-------- SOURCE MATERIAL

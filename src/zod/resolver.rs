//! Dependency resolution between generated schemas
//!
//! Declarations are resolved by repeated passes in source order: a
//! declaration is ready once every tracked dependency has been resolved.
//! Self-references are allowed and produce a lazily resolved schema;
//! anything left after `max_run` passes is reported as unresolved.

use log::{debug, info, warn};
use std::collections::{HashMap, HashSet};

#[derive(Debug, Clone, Copy, PartialEq, Eq)]
pub enum ResolutionState {
    Resolved,
    /// Depends on itself and has to be wrapped in `z.lazy`
    LazilyResolved,
    Unresolved,
}

/// Graph node for one in-scope declaration
#[derive(Debug, Clone, PartialEq)]
pub struct DependencyNode<'a> {
    pub name: &'a str,
    pub dependencies: &'a [String],
    /// Constructs with no schema counterpart; never resolved when non-empty
    pub unsupported: &'a [String],
}

/// Outcome for a single declaration
#[derive(Debug, Clone, PartialEq)]
pub struct Resolution {
    /// Position of the declaration in the input slice
    pub index: usize,
    pub name: String,
    pub state: ResolutionState,
    /// Zero-based pass the declaration was resolved in
    pub pass: Option<usize>,
}

#[derive(Debug, Clone, Default, PartialEq)]
pub struct GenerationResult {
    /// Resolved and lazily resolved declarations, in emission order,
    /// followed by the unresolved ones in source order
    pub resolutions: Vec<Resolution>,
    /// Unresolved declarations grouped by the cycle that blocks them, in
    /// the order of their errors
    pub unresolved_groups: Vec<Vec<String>>,
    pub errors: Vec<String>,
}

impl GenerationResult {
    pub fn emitted(&self) -> impl Iterator<Item = &Resolution> {
        self.resolutions
            .iter()
            .filter(|r| r.state != ResolutionState::Unresolved)
    }

    pub fn state_of(&self, name: &str) -> Option<ResolutionState> {
        self.resolutions
            .iter()
            .find(|r| r.name == name)
            .map(|r| r.state)
    }
}

pub const DEFAULT_MAX_RUN: usize = 10;

/// Order the nodes so that every schema follows its dependencies.
///
/// Dependencies naming something that is not a node (filtered out, or not
/// declared at all) are assumed to exist already and never block.
pub fn resolve(nodes: &[DependencyNode<'_>], max_run: usize) -> GenerationResult {
    let max_run = max_run.max(1);
    let tracked: HashSet<&str> = nodes.iter().map(|n| n.name).collect();
    let mut resolved: HashSet<&str> = HashSet::new();
    let mut states: Vec<Option<(ResolutionState, usize)>> = vec![None; nodes.len()];
    let mut order = Vec::new();

    let candidates = nodes.iter().filter(|n| n.unsupported.is_empty()).count();

    for pass in 0..max_run {
        let mut progressed = false;

        for (index, node) in nodes.iter().enumerate() {
            if states[index].is_some() || !node.unsupported.is_empty() {
                continue;
            }

            let blocked = node.dependencies.iter().any(|d| {
                d != node.name && tracked.contains(d.as_str()) && !resolved.contains(d.as_str())
            });
            if blocked {
                continue;
            }

            let state = if node.dependencies.iter().any(|d| d == node.name) {
                ResolutionState::LazilyResolved
            } else {
                ResolutionState::Resolved
            };
            debug!("Pass {}: {} is {:?}", pass + 1, node.name, state);

            states[index] = Some((state, pass));
            resolved.insert(node.name);
            order.push(index);
            progressed = true;
        }

        if !progressed || order.len() == candidates {
            break;
        }
    }

    let mut result = GenerationResult::default();
    for &index in &order {
        if let Some((state, pass)) = states[index] {
            result.resolutions.push(Resolution {
                index,
                name: nodes[index].name.to_string(),
                state,
                pass: Some(pass),
            });
        }
    }

    let unresolved: Vec<usize> = (0..nodes.len())
        .filter(|&i| states[i].is_none())
        .collect();
    for &index in &unresolved {
        result.resolutions.push(Resolution {
            index,
            name: nodes[index].name.to_string(),
            state: ResolutionState::Unresolved,
            pass: None,
        });
    }

    for &index in &unresolved {
        let node = &nodes[index];
        if !node.unsupported.is_empty() {
            let error = format!(
                "{} can't be generated: unsupported {}",
                node.name,
                node.unsupported.join(", ")
            );
            warn!("{}", error);
            result.errors.push(error);
        }
    }

    let blocked: Vec<usize> = unresolved
        .into_iter()
        .filter(|&i| nodes[i].unsupported.is_empty())
        .collect();
    for group in group_unresolved(nodes, &blocked) {
        let names: Vec<String> = group
            .members
            .iter()
            .map(|&i| nodes[i].name.to_string())
            .collect();
        let error = group_error(nodes, &group, &names);
        warn!("{}", error.replace('\n', " "));
        result.errors.push(error);
        result.unresolved_groups.push(names);
    }

    info!(
        "Resolved {} of {} declarations ({} unresolved)",
        result.emitted().count(),
        nodes.len(),
        nodes.len() - result.emitted().count()
    );

    result
}

/// Unresolved declarations reported together under one error
struct UnresolvedGroup {
    /// Indices into the node list, in declaration order
    members: Vec<usize>,
    circular: bool,
}

/// Split the unresolved subgraph into groups: one per dependency cycle, with
/// every blocked dependent attached to the first cycle it reaches. Dependents
/// that reach no cycle are grouped with their unresolved neighbours.
fn group_unresolved(nodes: &[DependencyNode<'_>], blocked: &[usize]) -> Vec<UnresolvedGroup> {
    let local: HashMap<&str, usize> = blocked
        .iter()
        .enumerate()
        .map(|(l, &i)| (nodes[i].name, l))
        .collect();
    let edges: Vec<Vec<usize>> = blocked
        .iter()
        .enumerate()
        .map(|(l, &i)| {
            nodes[i]
                .dependencies
                .iter()
                .filter_map(|d| local.get(d.as_str()).copied())
                .filter(|&target| target != l)
                .collect()
        })
        .collect();

    let mut cycles: Vec<Vec<usize>> = strongly_connected_components(&edges)
        .into_iter()
        .filter(|component| component.len() > 1)
        .collect();
    cycles.sort_by_key(|cycle| cycle[0]);

    let mut cycle_of = vec![None; blocked.len()];
    for (group, cycle) in cycles.iter().enumerate() {
        for &member in cycle {
            cycle_of[member] = Some(group);
        }
    }

    let mut groups: Vec<UnresolvedGroup> = cycles
        .iter()
        .map(|_| UnresolvedGroup {
            members: Vec::new(),
            circular: true,
        })
        .collect();
    let mut leftovers = Vec::new();
    for l in 0..blocked.len() {
        let group = cycle_of[l].or_else(|| first_reachable_cycle(l, &edges, &cycle_of));
        match group {
            Some(group) => groups[group].members.push(l),
            None => leftovers.push(l),
        }
    }

    groups.extend(
        weakly_connected(&leftovers, &edges)
            .into_iter()
            .map(|members| UnresolvedGroup {
                members,
                circular: false,
            }),
    );

    for group in &mut groups {
        for member in &mut group.members {
            *member = blocked[*member];
        }
        group.members.sort_unstable();
    }
    groups.sort_by_key(|group| group.members[0]);
    groups
}

/// Tarjan's algorithm; every component comes back sorted
fn strongly_connected_components(edges: &[Vec<usize>]) -> Vec<Vec<usize>> {
    struct Tarjan<'g> {
        edges: &'g [Vec<usize>],
        index: Vec<Option<usize>>,
        lowlink: Vec<usize>,
        on_stack: Vec<bool>,
        stack: Vec<usize>,
        next_index: usize,
        components: Vec<Vec<usize>>,
    }

    impl Tarjan<'_> {
        fn connect(&mut self, v: usize) {
            self.index[v] = Some(self.next_index);
            self.lowlink[v] = self.next_index;
            self.next_index += 1;
            self.stack.push(v);
            self.on_stack[v] = true;

            let edges = self.edges;
            for &w in &edges[v] {
                match self.index[w] {
                    None => {
                        self.connect(w);
                        self.lowlink[v] = self.lowlink[v].min(self.lowlink[w]);
                    }
                    Some(index) if self.on_stack[w] => {
                        self.lowlink[v] = self.lowlink[v].min(index);
                    }
                    Some(_) => {}
                }
            }

            if self.index[v] == Some(self.lowlink[v]) {
                let mut component = Vec::new();
                while let Some(w) = self.stack.pop() {
                    self.on_stack[w] = false;
                    component.push(w);
                    if w == v {
                        break;
                    }
                }
                component.sort_unstable();
                self.components.push(component);
            }
        }
    }

    let mut tarjan = Tarjan {
        edges,
        index: vec![None; edges.len()],
        lowlink: vec![0; edges.len()],
        on_stack: vec![false; edges.len()],
        stack: Vec::new(),
        next_index: 0,
        components: Vec::new(),
    };
    for v in 0..edges.len() {
        if tarjan.index[v].is_none() {
            tarjan.connect(v);
        }
    }
    tarjan.components
}

fn first_reachable_cycle(
    start: usize,
    edges: &[Vec<usize>],
    cycle_of: &[Option<usize>],
) -> Option<usize> {
    let mut seen = HashSet::new();
    let mut stack = vec![start];
    let mut first = None;
    while let Some(current) = stack.pop() {
        if !seen.insert(current) {
            continue;
        }
        if let Some(group) = cycle_of[current] {
            first = Some(first.map_or(group, |f: usize| f.min(group)));
            continue;
        }
        stack.extend(edges[current].iter().copied());
    }
    first
}

/// Undirected components of the subgraph induced by `members`
fn weakly_connected(members: &[usize], edges: &[Vec<usize>]) -> Vec<Vec<usize>> {
    let inside: HashSet<usize> = members.iter().copied().collect();
    let mut neighbours: HashMap<usize, Vec<usize>> = HashMap::new();
    for &from in members {
        for &to in &edges[from] {
            if inside.contains(&to) {
                neighbours.entry(from).or_default().push(to);
                neighbours.entry(to).or_default().push(from);
            }
        }
    }

    let mut seen = HashSet::new();
    let mut groups = Vec::new();
    for &start in members {
        if !seen.insert(start) {
            continue;
        }
        let mut group = vec![start];
        let mut stack = vec![start];
        while let Some(current) = stack.pop() {
            for &next in neighbours.get(&current).into_iter().flatten() {
                if seen.insert(next) {
                    group.push(next);
                    stack.push(next);
                }
            }
        }
        groups.push(group);
    }
    groups
}

fn group_error(nodes: &[DependencyNode<'_>], group: &UnresolvedGroup, names: &[String]) -> String {
    let reason = if group.circular {
        "circular dependencies"
    } else if group.members.iter().any(|&i| {
        nodes[i]
            .dependencies
            .iter()
            .any(|d| is_unsupported(nodes, d))
    }) {
        "dependencies on unsupported declarations"
    } else {
        "too many resolution passes (raise maxRun)"
    };

    format!(
        "Some schemas can't be generated due to {}:\n{}",
        reason,
        names.join("\n")
    )
}

fn is_unsupported(nodes: &[DependencyNode<'_>], name: &str) -> bool {
    nodes
        .iter()
        .any(|n| n.name == name && !n.unsupported.is_empty())
}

----------------

GOAL OF THE EXERCISE –
Search the data for "passes". Copy every line that has it.

RESPONSE AREA –
//! Declarations are resolved by repeated passes in source order: a
//! anything left after `max_run` passes is reported as unresolved.
        "too many resolution passes (raise maxRun)"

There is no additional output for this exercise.